Effects of high-energy ionizing particles on the Si:As mid-infrared detector array on board the AKARI satellite
Akio Mouri, Hidehiro Kaneda, Daisuke Ishihara, Shinki Oyabu, Mituyoshi, Yamagishi, Tatuya Mori, Takashi Onaka, Takehiko Wada, Hirokazu Kataza

TL;DR
This study investigates the impact of high-energy ionizing particles on the Si:As mid-infrared detector aboard AKARI, revealing offset changes mainly due to increased dark current and proposing a correction method to enhance survey data quality.
Contribution
It is the first to quantify ionizing radiation effects on Si:As IBC detectors in orbit and to develop a correction method for improved data accuracy.
Findings
Ionizing particles cause significant offset changes in the detector.
Offset changes are mainly due to increased dark current, not gain.

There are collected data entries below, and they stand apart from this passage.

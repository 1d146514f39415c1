//! Detail page parser
//!
//! Extracts one book record from a book's detail page. Title, price and UPC
//! are required: if one is missing the whole record fails with an
//! [`ExtractError`]. Optional fields (description, category) come back as
//! `None` and the aggregation step decides how to present them. A page
//! without a usable cover image keeps its record; `image_url` then points at
//! the detail page itself.

use crate::output::{Book, Rating, UNKNOWN_CATEGORY};
use crate::url::resolve_link;
use scraper::{ElementRef, Html, Selector};
use std::sync::OnceLock;
use thiserror::Error;
use url::Url;

/// Per-record extraction failure
///
/// The coordinator logs it, counts the record as skipped and keeps crawling.
#[derive(Debug, Clone, PartialEq, Eq, Error)]
pub enum ExtractError {
    #[error("required field '{0}' is missing or empty")]
    MissingField(&'static str),
}

/// Fields extracted from a detail page, before aggregation
#[derive(Debug, Clone, PartialEq)]
pub struct ParsedBook {
    pub title: String,
    pub price: String,
    pub rating: Rating,
    pub availability: String,
    pub description: Option<String>,
    pub upc: String,
    /// Third breadcrumb entry, if the breadcrumb has one
    pub category: Option<String>,
    pub image_url: String,
}

impl ParsedBook {
    /// Converts to the output record, substituting the "Unknown" category
    pub fn into_record(self) -> Book {
        Book {
            title: self.title,
            price: self.price,
            rating: self.rating,
            availability: self.availability,
            description: self.description,
            upc: self.upc,
            category: self
                .category
                .unwrap_or_else(|| UNKNOWN_CATEGORY.to_string()),
            image_url: self.image_url,
        }
    }
}

struct DetailSelectors {
    title: Selector,
    price: Selector,
    rating: Selector,
    availability: Selector,
    description: Selector,
    info_row: Selector,
    header_cell: Selector,
    data_cell: Selector,
    category: Selector,
    image: Selector,
}

fn selectors() -> &'static DetailSelectors {
    static SELECTORS: OnceLock<DetailSelectors> = OnceLock::new();
    SELECTORS.get_or_init(|| {
        let parse = |css: &str| Selector::parse(css).expect("valid detail page selector");
        DetailSelectors {
            title: parse("h1"),
            price: parse("p.price_color"),
            rating: parse("p.star-rating"),
            availability: parse("p.availability"),
            description: parse("#product_description ~ p"),
            info_row: parse("table.table-striped tr"),
            header_cell: parse("th"),
            data_cell: parse("td"),
            category: parse("ul.breadcrumb li:nth-child(3) a"),
            image: parse("div.item img[src]"),
        }
    })
}

/// Parses a book detail page
///
/// # Arguments
///
/// * `html` - The detail page markup
/// * `page_url` - The detail page's own URL, the base for the cover image link
///
/// # Returns
///
/// * `Ok(ParsedBook)` - All required fields present
/// * `Err(ExtractError)` - Title, price or UPC missing
pub fn parse_detail(html: &str, page_url: &Url) -> Result<ParsedBook, ExtractError> {
    let document = Html::parse_document(html);
    let sel = selectors();

    let title = first_text(&document, &sel.title).ok_or(ExtractError::MissingField("title"))?;
    let price = first_text(&document, &sel.price).ok_or(ExtractError::MissingField("price"))?;
    let upc = product_info(&document, "UPC").ok_or(ExtractError::MissingField("upc"))?;

    let rating = document
        .select(&sel.rating)
        .next()
        .and_then(|p| p.value().attr("class"))
        .and_then(rating_from_class)
        .into();

    let availability = document
        .select(&sel.availability)
        .next()
        .map(|p| normalize_availability(p.text()))
        .unwrap_or_default();

    let description = document
        .select(&sel.description)
        .next()
        .and_then(|p| element_text(&p))
        .filter(|text| !text.is_empty());

    let category = first_text(&document, &sel.category);

    let image_url = document
        .select(&sel.image)
        .next()
        .and_then(|img| img.value().attr("src"))
        .and_then(|src| resolve_link(src, page_url))
        .unwrap_or_else(|| page_url.clone())
        .to_string();

    Ok(ParsedBook {
        title,
        price,
        rating,
        availability,
        description,
        upc,
        category,
        image_url,
    })
}

/// Maps a star-rating class attribute to a score
///
/// The last word of the class list names the score ("star-rating Three" is
/// 3). Anything other than One..Five yields None.
pub fn rating_from_class(class_attr: &str) -> Option<u8> {
    match class_attr.split_whitespace().last()? {
        "One" => Some(1),
        "Two" => Some(2),
        "Three" => Some(3),
        "Four" => Some(4),
        "Five" => Some(5),
        _ => None,
    }
}

/// Joins whitespace-fragmented text into a single line
///
/// Every fragment is trimmed, empty ones are dropped, and the rest are
/// joined with single spaces. Whitespace runs inside a fragment are
/// collapsed as well, so the result never contains double spaces.
pub fn normalize_availability<'a, I>(fragments: I) -> String
where
    I: IntoIterator<Item = &'a str>,
{
    fragments
        .into_iter()
        .flat_map(str::split_whitespace)
        .collect::<Vec<_>>()
        .join(" ")
}

/// Value cell of the product information row whose header is `label`
fn product_info(document: &Html, label: &str) -> Option<String> {
    let sel = selectors();
    document
        .select(&sel.info_row)
        .find(|row| {
            row.select(&sel.header_cell)
                .next()
                .and_then(|th| element_text(&th))
                .is_some_and(|text| text == label)
        })
        .and_then(|row| row.select(&sel.data_cell).next())
        .and_then(|td| element_text(&td))
        .filter(|text| !text.is_empty())
}

/// Trimmed text of the first match, None if there is no match or it is blank
fn first_text(document: &Html, selector: &Selector) -> Option<String> {
    document
        .select(selector)
        .next()
        .and_then(|el| element_text(&el))
        .filter(|text| !text.is_empty())
}

/// Trimmed text content of an element; None if it has no text nodes at all
fn element_text(element: &ElementRef<'_>) -> Option<String> {
    let mut fragments = element.text().peekable();
    fragments.peek()?;
    Some(fragments.collect::<String>().trim().to_string())
}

A correction method improves the AKARI mid-infrared survey data.
Abstract
We evaluate the effects of high-energy ionizing particles on the Si:As impurity band conduction (IBC) mid-infrared detector on board AKARI, the Japanese infrared astronomical satellite. IBC-type detectors are known to be little influenced by ionizing radiation. However we find that the detector is significantly affected by in-orbit ionizing radiation even after spikes induced by ionizing particles are removed. The effects are described as changes mostly in the offset of detector output, but not in the gain. We conclude that the changes in the offset are caused mainly by increase in dark current. We establish a method to correct these ionizing radiation effects. The method is essential to improve the quality and to increase the sky coverage of the AKARI mid-infrared all-sky-survey map.